[Collected data entries]

◆ ◆ ◆ ◆ ◆

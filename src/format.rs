use serde::{Deserialize, Serialize};
use std::fmt;
use std::path::Path;

/// Document formats the tool reads and writes.
#[derive(Debug, Clone, Copy, PartialEq, Eq, Hash, Serialize, Deserialize)]
#[serde(rename_all = "lowercase")]
pub enum DocFormat {
    Pdf,
    Pptx,
}

impl DocFormat {
    pub const ALL: [DocFormat; 2] = [DocFormat::Pdf, DocFormat::Pptx];

    /// Detects the format from the file extension (case-insensitive).
    pub fn from_path(path: &Path) -> Option<Self> {
        let ext = path.extension()?.to_str()?;
        Self::from_extension(ext)
    }

    pub fn from_extension(ext: &str) -> Option<Self> {
        match ext.trim_start_matches('.').to_ascii_lowercase().as_str() {
            "pdf" => Some(DocFormat::Pdf),
            "pptx" => Some(DocFormat::Pptx),
            _ => None,
        }
    }

    pub fn extension(self) -> &'static str {
        match self {
            DocFormat::Pdf => "pdf",
            DocFormat::Pptx => "pptx",
        }
    }

    pub fn description(self) -> &'static str {
        match self {
            DocFormat::Pdf => "PDF document",
            DocFormat::Pptx => "PowerPoint presentation",
        }
    }

    /// The other format, used as the default conversion target.
    pub fn counterpart(self) -> Self {
        match self {
            DocFormat::Pdf => DocFormat::Pptx,
            DocFormat::Pptx => DocFormat::Pdf,
        }
    }

    pub fn supported_list() -> String {
        Self::ALL
            .iter()
            .map(|f| format!(".{}", f.extension()))
            .collect::<Vec<_>>()
            .join(", ")
    }
}

impl fmt::Display for DocFormat {
    fn fmt(&self, f: &mut fmt::Formatter<'_>) -> fmt::Result {
        f.write_str(self.extension())
    }
}
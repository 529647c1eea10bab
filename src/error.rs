use crate::progress::CancelFlag;
use thiserror::Error;

/// Failure classes of a conversion job.
///
/// A target that cannot be reached is not an error: the search still returns
/// its closest candidate with `target_met = false`.
#[derive(Debug, Error)]
pub enum ConvertError {
    /// Missing, unreadable or unsupported input, or an invalid request. No search is attempted.
    #[error("input error: {0}")]
    Input(String),

    /// A render or convert step failed. Iteration 0 is the resolution-independent prepare step.
    #[error("render failed at {dpi} dpi (trial {iteration}): {reason}")]
    Render {
        dpi: u32,
        iteration: u32,
        reason: String,
    },

    #[error("cancelled after {iterations} trial(s)")]
    Cancelled { iterations: u32 },

    #[error("search produced no usable artifact after {iterations} trial(s)")]
    NoArtifact { iterations: u32 },

    #[error("scratch i/o: {0}")]
    Io(#[from] std::io::Error),
}

impl ConvertError {
    pub fn input(msg: impl Into<String>) -> Self {
        ConvertError::Input(msg.into())
    }

    /// Failure of the render or prepare step of trial `iteration`. A child
    /// killed by the same Ctrl+C that set `cancel` surfaces as `Cancelled`.
    pub(crate) fn step(cancel: &CancelFlag, dpi: u32, iteration: u32, err: &anyhow::Error) -> Self {
        if cancel.is_cancelled() {
            return ConvertError::Cancelled {
                iterations: iteration.saturating_sub(1),
            };
        }
        ConvertError::Render {
            dpi,
            iteration,
            reason: format!("{err:#}"),
        }
    }

    /// True for outcomes that leave no output behind by request rather than by fault.
    pub fn is_cancelled(&self) -> bool {
        matches!(self, ConvertError::Cancelled { .. })
    }
}
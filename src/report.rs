use crate::{
    chain::Chain,
    format::DocFormat,
    pipeline::JobMode,
    probe::InputProbe,
    search::{SearchOutcome, StopReason, Trial},
};
use serde::{Deserialize, Serialize};

#[derive(Debug, Clone, Serialize, Deserialize)]
pub struct JobReport {
    pub job_name: String,
    pub job_id: String,
    pub started: String,
    pub finished: String,
    pub input: InputProbe,
    pub output: String,
    pub output_format: DocFormat,
    pub mode: JobMode,
    pub chain: Chain,
    pub result: ResultReport,
}

#[derive(Debug, Clone, Serialize, Deserialize)]
pub struct ResultReport {
    pub dpi: Option<u32>,
    pub bytes: u64,
    /// Percent saved relative to the input; negative when the output grew.
    pub reduction_percent: f64,
    #[serde(default)]
    pub target_bytes: Option<u64>,
    #[serde(default)]
    pub target_met: Option<bool>,
    #[serde(default)]
    pub stop: Option<StopReason>,
    #[serde(default)]
    pub trials: Vec<Trial>,
}

impl ResultReport {
    pub fn single(dpi: Option<u32>, bytes: u64, input_bytes: u64) -> Self {
        Self {
            dpi,
            bytes,
            reduction_percent: reduction_percent(input_bytes, bytes),
            target_bytes: None,
            target_met: None,
            stop: None,
            trials: Vec::new(),
        }
    }

    pub fn from_search(outcome: SearchOutcome, input_bytes: u64) -> Self {
        Self {
            dpi: outcome.dpi,
            bytes: outcome.bytes,
            reduction_percent: reduction_percent(input_bytes, outcome.bytes),
            target_bytes: Some(outcome.target_bytes),
            target_met: Some(outcome.target_met),
            stop: Some(outcome.stop),
            trials: outcome.trials,
        }
    }
}

pub fn reduction_percent(original: u64, result: u64) -> f64 {
    if original == 0 {
        return 0.0;
    }
    (1.0 - result as f64 / original as f64) * 100.0
}
use crate::{config::Config, engine::DocInfo, engine::Engine, error::ConvertError, format::DocFormat};
use anyhow::{Context, Result};
use serde::{Deserialize, Serialize};
use std::path::Path;

/// Size probe: byte length of an artifact on disk.
pub fn size_of(path: &Path) -> std::io::Result<u64> {
    Ok(std::fs::metadata(path)?.len())
}

#[derive(Debug, Clone, Serialize, Deserialize)]
pub struct InputProbe {
    pub path: String,
    pub format: DocFormat,
    pub file_bytes: u64,
}

/// Checks that `input` is a readable document this tool handles.
pub fn probe_input(cfg: &Config, input: &Path) -> Result<InputProbe, ConvertError> {
    let input_str = input.display().to_string();

    if cfg.security.reject_url_inputs && looks_like_url(&input_str) {
        return Err(ConvertError::input(format!("URL inputs are disabled: {input_str}")));
    }

    let meta = std::fs::metadata(input)
        .map_err(|e| ConvertError::input(format!("input not readable: {input_str}: {e}")))?;
    if !meta.is_file() {
        return Err(ConvertError::input(format!("input is not a file: {input_str}")));
    }

    let format = DocFormat::from_path(input).ok_or_else(|| {
        ConvertError::input(format!(
            "unsupported file type: {input_str} (supported: {})",
            DocFormat::supported_list()
        ))
    })?;

    let file_bytes = meta.len();
    if file_bytes == 0 {
        return Err(ConvertError::input(format!("input is empty: {input_str}")));
    }
    if file_bytes > cfg.limits.max_input_file_bytes {
        return Err(ConvertError::input(format!(
            "input exceeds max_input_file_bytes: {file_bytes}"
        )));
    }

    Ok(InputProbe {
        path: input_str,
        format,
        file_bytes,
    })
}

#[derive(Debug, Clone, Serialize, Deserialize)]
pub struct DocumentReport {
    pub input: InputProbe,
    pub info: DocInfo,
}

/// Input probe plus page/slide details from the engine.
pub fn inspect(cfg: &Config, engine: &dyn Engine, input: &Path) -> Result<DocumentReport> {
    let probe = probe_input(cfg, input)?;
    let info = engine
        .inspect(input, probe.format)
        .with_context(|| "engine inspect failed")?;
    if info.page_count == 0 {
        anyhow::bail!("input has zero pages");
    }
    Ok(DocumentReport { input: probe, info })
}

fn looks_like_url(s: &str) -> bool {
    let s = s.to_ascii_lowercase();
    s.starts_with("http://") || s.starts_with("https://") || s.starts_with("file://")
}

◆ ◆ ◆ ◆ ◆

The problem:
Among the entries above, determine how many lines contain "inspect", then output only that number.

Solution to the exercise:
3